It Lives Inside


Tired of being singled out as an outsider in high school, Samidha (Megan Suri, 2023's "Missing") begins to reject her Hindu heritage, greatly upsetting her mother Poorna (Neeru Bajwa) while her father Inesh (Vik Sahay) tries to give her space.  She even distances herself from her childhood best friend Tamira (Mohana Krishnan), her rejection becoming cruel when Tamira begins acting oddly, but when her friend disappears after Sam breaks the jar Tamira had been obsessing over, Sam begins to believe that “It Lives Inside.”


Laura's Review: B-

Cowriter (with Ashish Mehta)/director Bishal Dutta makes an assured feature film debut but his love of the genre he’s chosen results in one too many references to other films.  On the one hand, you can admire Dutta’s technical proficiency and the performances he’s gotten from his cast while on the other continually experience déjà vu.

When Tamira starts wondering high school hallways with her long black hair almost obscuring the fact that she looks like she hasn’t slept in weeks while clasping a glass jar with what looks like a powdery black substance inside, concerned teacher Joyce (Betty Gabriel, "Get Out") questions Sam about the situation and is shaken off.  She’s trying to make new friends, like Kittie (Beatrice Kitsos), who asks her to speak in Hindu but shrinks away whenever Tamara appears.  So when a desperate Tamara, who we’ve seen slipping chunks of raw meat into her quickly reclosed jar, approaches Sam at school, asking her to please believe what she is about to tell her, Sam responds by calling her an f’in psycho and smashing the jar onto the floor.  Sam immediately regrets what she has done, but understanding its import will come to her more slowly, beginning with the singed book initialed ‘KC’ Tamara drops as she flees.

We’ll hear the name of the boy who belonged to those initials at the puja, a Hindu ritual, Poorna holds for Tamara, whose family was lost in tragedy in the same town, the very type of thing that makes everyone else regard the Hindus in their midst with the suspicious curiosity Sam hates.  Sam enrages her mother by slipping out of the gathering, gone to meet cute boy Russ (Gage Marsh) at an outdoor party where she knows no one.  Turns out Russ isn’t just a pretty face as he recognizes Sam’s distress and immediately drives her to the condemned, partially burned home where the journal owner lived to see what they might find.  And while they avoid the basement where the boy’s body was found (so you can be sure this is where they really *should* have looked), they find a lot, the boy’s bedroom covered in paintings of a monster escaping…or is it entering…a boy’s body through his mouth.  But while the burgeoning romance begins to heat up on the swing set outside, Sam hears her name being called from inside and, going into a trance, reenters the house alone, only to emerge when she hears Russ screaming, attacked by something unseen which leaves him dead.  Sam’s about to be stared at again.

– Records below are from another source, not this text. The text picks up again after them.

use crate::types::{SessionId, SessionInfo, SessionMode, UserId};
use serde::{Deserialize, Serialize};
use thiserror::Error;

/// Wire frame. Every message is addressed to a session.
#[derive(Debug, Clone, PartialEq, Serialize, Deserialize)]
pub struct SessionMessage {
    pub session_id: SessionId,
    pub message: Message,
}

impl SessionMessage {
    pub fn new(session_id: SessionId, message: Message) -> Self {
        Self {
            session_id,
            message,
        }
    }

    pub fn encode(&self) -> Result<Vec<u8>, CodecError> {
        bincode::serialize(self).map_err(CodecError::Encode)
    }

    pub fn decode(bytes: &[u8]) -> Result<Self, CodecError> {
        bincode::deserialize(bytes).map_err(CodecError::Decode)
    }
}

#[derive(Debug, Error)]
pub enum CodecError {
    #[error("cannot encode message: {0}")]
    Encode(bincode::Error),
    #[error("cannot decode message: {0}")]
    Decode(bincode::Error),
}

#[derive(Debug, Clone, PartialEq, Serialize, Deserialize)]
pub enum Message {
    SessionSelect,
    Raster(Raster),
    ToolInfo(ToolInfo),
    StrokeInfo(StrokeInfo),
    StrokeEnd {
        user: UserId,
    },
    Chat {
        user: UserId,
        data: Vec<u8>,
    },
    Synchronize,
    SyncWait,
    Acknowledgement {
        event: MessageKind,
    },
    SessionEvent {
        action: SessionAction,
        target: Option<UserId>,
    },
    UserInfo {
        event: UserEvent,
        user: UserId,
        name: String,
        locked: bool,
    },
    Instruction {
        command: AdminCommand,
        width: u16,
        height: u16,
        user_limit: u8,
        mode: SessionMode,
    },
    Host {
        name: String,
        alias: Option<String>,
        width: u16,
        height: u16,
        user_limit: u8,
        mode: SessionMode,
    },
    Joined {
        user: UserId,
        session: SessionInfo,
    },
    Error(ErrorCode),
}

impl Message {
    pub fn kind(&self) -> MessageKind {
        match self {
            Message::SessionSelect => MessageKind::SessionSelect,
            Message::Raster(_) => MessageKind::Raster,
            Message::ToolInfo(_) => MessageKind::ToolInfo,
            Message::StrokeInfo(_) => MessageKind::StrokeInfo,
            Message::StrokeEnd { .. } => MessageKind::StrokeEnd,
            Message::Chat { .. } => MessageKind::Chat,
            Message::Synchronize => MessageKind::Synchronize,
            Message::SyncWait => MessageKind::SyncWait,
            Message::Acknowledgement { .. } => MessageKind::Acknowledgement,
            Message::SessionEvent { .. } => MessageKind::SessionEvent,
            Message::UserInfo { .. } => MessageKind::UserInfo,
            Message::Instruction { .. } => MessageKind::Instruction,
            Message::Host { .. } => MessageKind::Host,
            Message::Joined { .. } => MessageKind::Joined,
            Message::Error(_) => MessageKind::Error,
        }
    }

    /// Takes ownership of the message if it is a drawing operation.
    pub fn into_draw_operation(self) -> Result<DrawOperation, Message> {
        match self {
            Message::ToolInfo(tool) => Ok(DrawOperation::ToolInfo(tool)),
            Message::StrokeInfo(point) => Ok(DrawOperation::StrokeInfo(point)),
            Message::StrokeEnd { user } => Ok(DrawOperation::StrokeEnd { user }),
            other => Err(other),
        }
    }
}

/// Message type tag, used by acknowledgements to name what is acknowledged.
#[derive(Debug, Clone, Copy, PartialEq, Eq, Hash, Serialize, Deserialize)]
pub enum MessageKind {
    SessionSelect,
    Raster,
    ToolInfo,
    StrokeInfo,
    StrokeEnd,
    Chat,
    Synchronize,
    SyncWait,
    Acknowledgement,
    SessionEvent,
    UserInfo,
    Instruction,
    Host,
    Joined,
    Error,
}

/// One chunk of a raster snapshot transfer.
#[derive(Debug, Clone, PartialEq, Eq, Serialize, Deserialize)]
pub struct Raster {
    pub offset: u32,
    pub length: u32,
    pub size: u32,
    pub data: Vec<u8>,
}

impl Raster {
    /// Sentinel chunk of a zero-size transfer (empty canvas).
    pub fn empty() -> Self {
        Self {
            offset: 0,
            length: 0,
            size: 0,
            data: Vec::new(),
        }
    }

    pub fn is_last(&self) -> bool {
        self.size == 0
            || u64::from(self.offset) + u64::from(self.length) >= u64::from(self.size)
    }
}

#[derive(Debug, Clone, Copy, PartialEq, Eq, Serialize, Deserialize)]
pub enum ToolKind {
    Brush,
    Eraser,
}

#[derive(Debug, Clone, Copy, PartialEq, Eq, Serialize, Deserialize)]
pub enum ToolMode {
    Normal,
}

/// Tool parameters. Each attribute has a low-pressure and a high-pressure endpoint;
/// colors are RGBA with the opacity in the alpha channel.
#[derive(Debug, Clone, PartialEq, Eq, Serialize, Deserialize)]
pub struct ToolInfo {
    pub user: UserId,
    pub tool: ToolKind,
    pub mode: ToolMode,
    pub lo_color: [u8; 4],
    pub hi_color: [u8; 4],
    pub lo_size: u8,
    pub hi_size: u8,
    pub lo_hardness: u8,
    pub hi_hardness: u8,
}

#[derive(Debug, Clone, Copy, PartialEq, Eq, Serialize, Deserialize)]
pub struct StrokeInfo {
    pub user: UserId,
    pub x: i16,
    pub y: i16,
    pub pressure: u8,
}

/// A unit of drawing protocol. Owned values, so a queued operation is released
/// when it is taken out of the queue.
#[derive(Debug, Clone, PartialEq, Eq)]
pub enum DrawOperation {
    ToolInfo(ToolInfo),
    StrokeInfo(StrokeInfo),
    StrokeEnd { user: UserId },
}

impl DrawOperation {
    pub fn user(&self) -> UserId {
        match self {
            DrawOperation::ToolInfo(tool) => tool.user,
            DrawOperation::StrokeInfo(point) => point.user,
            DrawOperation::StrokeEnd { user } => *user,
        }
    }

    /// Same operation attributed to `user`.
    pub fn with_user(self, user: UserId) -> Self {
        match self {
            DrawOperation::ToolInfo(tool) => DrawOperation::ToolInfo(ToolInfo { user, ..tool }),
            DrawOperation::StrokeInfo(point) => {
                DrawOperation::StrokeInfo(StrokeInfo { user, ..point })
            }
            DrawOperation::StrokeEnd { .. } => DrawOperation::StrokeEnd { user },
        }
    }

    pub fn into_message(self) -> Message {
        match self {
            DrawOperation::ToolInfo(tool) => Message::ToolInfo(tool),
            DrawOperation::StrokeInfo(point) => Message::StrokeInfo(point),
            DrawOperation::StrokeEnd { user } => Message::StrokeEnd { user },
        }
    }
}

#[derive(Debug, Clone, Copy, PartialEq, Eq, Serialize, Deserialize)]
pub enum SessionAction {
    Lock,
    Unlock,
    Kick,
    Delegate,
}

#[derive(Debug, Clone, Copy, PartialEq, Eq, Serialize, Deserialize)]
pub enum UserEvent {
    Join,
    Leave,
    Disconnect,
    BrokenPipe,
    TimedOut,
    Dropped,
    Kicked,
}

impl UserEvent {
    pub fn is_departure(&self) -> bool {
        !matches!(self, UserEvent::Join)
    }
}

#[derive(Debug, Clone, Copy, PartialEq, Eq, Serialize, Deserialize)]
pub enum AdminCommand {
    Alter,
    Destroy,
}

#[derive(Debug, Clone, Copy, PartialEq, Eq, Serialize, Deserialize)]
pub enum ErrorCode {
    NoSuchSession,
    SessionFull,
    TooManySessions,
    AliasTaken,
    AlreadyInSession,
    NotInSession,
}

/// Why the server closed a connection.
#[derive(Debug, Clone, Copy, PartialEq, Eq, Serialize, Deserialize)]
pub enum DisconnectReason {
    Banned,
    Kicked,
    Shutdown,
    /// No connection slot left.
    ServerFull,
}

impl DisconnectReason {
    pub fn code(&self) -> &'static str {
        match self {
            DisconnectReason::Banned => "BANNED",
            DisconnectReason::Kicked => "KICKED",
            DisconnectReason::Shutdown => "SHUTDOWN",
            DisconnectReason::ServerFull => "SERVER_FULL",
        }
    }
}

Sam finally talks to Joyce, who approaches her directly now, given what’s happened, and it is Joyce who determines the painting Sam snapped a photo of is a Pishach that feeds on negative energy, gradually devouring your soul and attacking anyone who tries to help you.  Sam will also open up to Poorna, who not only believes her daughter, but begins the rites to vanquish the monster Sam will eventually have to return to that basement to do battle with.

Dutta has a lot to say about the immigrant experience, that sometimes uncomfortable conflict of honoring one’s family traditions while trying to assimilate into another culture, and Suri expresses this well with quiet rebellion and shy experimentation.  It is the genre elements that disappoint, however, this viewer only momentarily chilled as Joyce is threatened in an empty school, and even that long sequence is indebted to “Session 9” among other films.  Tamara is too redolent of “Ringu’s” Sadako (as is Poorna in one of Sam’s nightmares) and the violent black scratchings in KC’s journal have been seen far too many times.  Narratively the film takes a major unearned shortcut when Sam is simply allowed to say nothing after Russ’s death, the police apparently finding no reason to question her.  We also must wonder why Sam never thinks to check in on Joyce, the woman who’s vowed to help her, once Sam is aware that the Pishach will surely come for her.

Tech credits (cinematography by Matthew Lynn, editing by Jack Price) are solid and Wesley Hughes has crafted an unusual score featuring a sustained string note.  Dutta’s also come up with a ‘One Year Later’ coda that is more effective than his actual climax.  “It Lives Inside” is a solid debut, but in 2021 there was a more impressive, if more modest, twist on an Islamic version of this evil called “The Djinn.”



Neon releases "It Lives Inside" in theaters on 9/22/23.